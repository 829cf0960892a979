//! Per-chain ingestion workers.
//!
//! The [`Ingestor`] spawns one tokio task per chain. Each task owns a bounded
//! channel and is a strictly ordered event loop:
//!
//! ```text
//! recv event ─▶ check (block, logIndex) strictly increases ─▶ same tx as buffer?
//!                                                              ├─ yes: buffer
//!                                                              └─ no:  flush buffer, then buffer
//! channel closed ─▶ flush ─▶ stop
//! ```
//!
//! A flush hands the buffered transaction to the shared [`Processor`]. Chains
//! run concurrently; the store serialises their units of work.

use std::collections::HashMap;
use std::sync::Arc;

use futures::future::join_all;
use tokio::sync::{mpsc, watch};
use tokio::task::JoinHandle;
use tracing::{error, info};

use ensindex_core::error::IndexerError;
use ensindex_core::handler::DecodedEvent;
use ensindex_core::indexer::IndexerState;
use ensindex_core::types::{ChainId, EventPosition};

use crate::processor::{ProcessOutcome, Processor};

/// Final report of one chain worker.
#[derive(Debug, Clone, Copy, PartialEq, Eq)]
pub struct WorkerReport {
    pub chain_id: ChainId,
    pub state: IndexerState,
    pub last_position: Option<EventPosition>,
    pub outcome: ProcessOutcome,
}

struct ChainWorker {
    chain_id: ChainId,
    processor: Arc<Processor>,
    rx: mpsc::Receiver<DecodedEvent>,
    state: watch::Sender<IndexerState>,
    buffer: Vec<DecodedEvent>,
    last_position: Option<EventPosition>,
    outcome: ProcessOutcome,
}

impl ChainWorker {
    async fn run(mut self) -> Result<WorkerReport, IndexerError> {
        info!(chain_id = self.chain_id, "chain worker started");
        self.state.send_replace(IndexerState::Running);
        match self.consume().await {
            Ok(()) => {
                self.state.send_replace(IndexerState::Stopped);
                info!(
                    chain_id = self.chain_id,
                    transactions = self.outcome.transactions,
                    actions = self.outcome.actions_opened,
                    "chain worker stopped"
                );
                Ok(self.report(IndexerState::Stopped))
            }
            Err(e) => {
                self.state.send_replace(IndexerState::Error);
                error!(
                    chain_id = self.chain_id,
                    last = ?self.last_position,
                    error = %e,
                    "chain worker halted"
                );
                Err(e)
            }
        }
    }

    async fn consume(&mut self) -> Result<(), IndexerError> {
        while let Some(event) = self.rx.recv().await {
            self.accept(&event)?;
            let new_transaction = self
                .buffer
                .first()
                .is_some_and(|b| b.transaction_hash != event.transaction_hash);
            if new_transaction {
                self.flush().await?;
            }
            self.buffer.push(event);
        }
        self.flush().await
    }

    fn accept(&mut self, event: &DecodedEvent) -> Result<(), IndexerError> {
        if event.chain_id != self.chain_id {
            return Err(IndexerError::invalid_event(
                &event.event_name,
                format!("chain {} delivered to worker for chain {}", event.chain_id, self.chain_id),
            ));
        }
        let position = event.position();
        if let Some(previous) = self.last_position {
            if position <= previous {
                return Err(IndexerError::OutOfOrder {
                    chain_id: self.chain_id,
                    previous: previous.to_string(),
                    current: position.to_string(),
                });
            }
        }
        self.last_position = Some(position);
        Ok(())
    }

    async fn flush(&mut self) -> Result<(), IndexerError> {
        if self.buffer.is_empty() {
            return Ok(());
        }
        let transaction = std::mem::take(&mut self.buffer);
        let outcome = self.processor.process_transaction(&transaction).await?;
        self.outcome.absorb(outcome);
        Ok(())
    }

    fn report(&self, state: IndexerState) -> WorkerReport {
        WorkerReport {
            chain_id: self.chain_id,
            state,
            last_position: self.last_position,
            outcome: self.outcome,
        }
    }
}

/// Handle to the running chain workers.
pub struct Ingestor {
    senders: HashMap<ChainId, mpsc::Sender<DecodedEvent>>,
    states: HashMap<ChainId, watch::Receiver<IndexerState>>,
    handles: Vec<(ChainId, JoinHandle<Result<WorkerReport, IndexerError>>)>,
}

impl Ingestor {
    /// Spawn one worker per chain, each with a channel of `capacity` events.
    pub fn spawn(processor: Arc<Processor>, chains: &[ChainId], capacity: usize) -> Self {
        let mut senders = HashMap::new();
        let mut states = HashMap::new();
        let mut handles = Vec::new();
        for &chain_id in chains {
            if senders.contains_key(&chain_id) {
                continue;
            }
            let (tx, rx) = mpsc::channel(capacity.max(1));
            let (state_tx, state_rx) = watch::channel(IndexerState::Idle);
            let worker = ChainWorker {
                chain_id,
                processor: Arc::clone(&processor),
                rx,
                state: state_tx,
                buffer: Vec::new(),
                last_position: None,
                outcome: ProcessOutcome::default(),
            };
            handles.push((chain_id, tokio::spawn(worker.run())));
            senders.insert(chain_id, tx);
            states.insert(chain_id, state_rx);
        }
        Self {
            senders,
            states,
            handles,
        }
    }

    /// Chains with a running worker.
    pub fn chains(&self) -> Vec<ChainId> {
        let mut chains: Vec<_> = self.senders.keys().copied().collect();
        chains.sort_unstable();
        chains
    }

    /// Current state of a chain's worker.
    pub fn state(&self, chain_id: ChainId) -> Option<IndexerState> {
        self.states.get(&chain_id).map(|rx| *rx.borrow())
    }

    /// A sender for one chain's worker, for hosts that feed chains from
    /// separate tasks.
    pub fn sender(&self, chain_id: ChainId) -> Option<mpsc::Sender<DecodedEvent>> {
        self.senders.get(&chain_id).cloned()
    }

    /// Route an event to its chain's worker. Waits while the channel is full.
    pub async fn submit(&self, event: DecodedEvent) -> Result<(), IndexerError> {
        let chain_id = event.chain_id;
        let sender = self
            .senders
            .get(&chain_id)
            .ok_or_else(|| IndexerError::Other(format!("no worker for chain {chain_id}")))?;
        sender.send(event).await.map_err(|_| IndexerError::Aborted {
            reason: format!("worker for chain {chain_id} has stopped"),
        })
    }

    /// Close every channel, let the workers drain, and collect their reports.
    ///
    /// Returns the first worker error, in spawn order, if any worker halted.
    pub async fn shutdown(self) -> Result<Vec<WorkerReport>, IndexerError> {
        drop(self.senders);
        let (chains, handles): (Vec<_>, Vec<_>) = self.handles.into_iter().unzip();
        let joined = join_all(handles).await;

        let mut reports = Vec::with_capacity(joined.len());
        let mut first_error = None;
        for (chain_id, result) in chains.into_iter().zip(joined) {
            match result {
                Ok(Ok(report)) => reports.push(report),
                Ok(Err(e)) => {
                    first_error.get_or_insert(e);
                }
                Err(join) => {
                    first_error.get_or_insert(IndexerError::Aborted {
                        reason: format!("worker for chain {chain_id} panicked: {join}"),
                    });
                }
            }
        }
        match first_error {
            Some(e) => Err(e),
            None => {
                reports.sort_by_key(|r| r.chain_id);
                Ok(reports)
            }
        }
    }
}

◇ ◇ ◇ ◇ ◇

What the task requires: Look through the material and find each line that includes "push", then copy it.

Response area:
            self.buffer.push(event);
            handles.push((chain_id, tokio::spawn(worker.run())));
                Ok(Ok(report)) => reports.push(report),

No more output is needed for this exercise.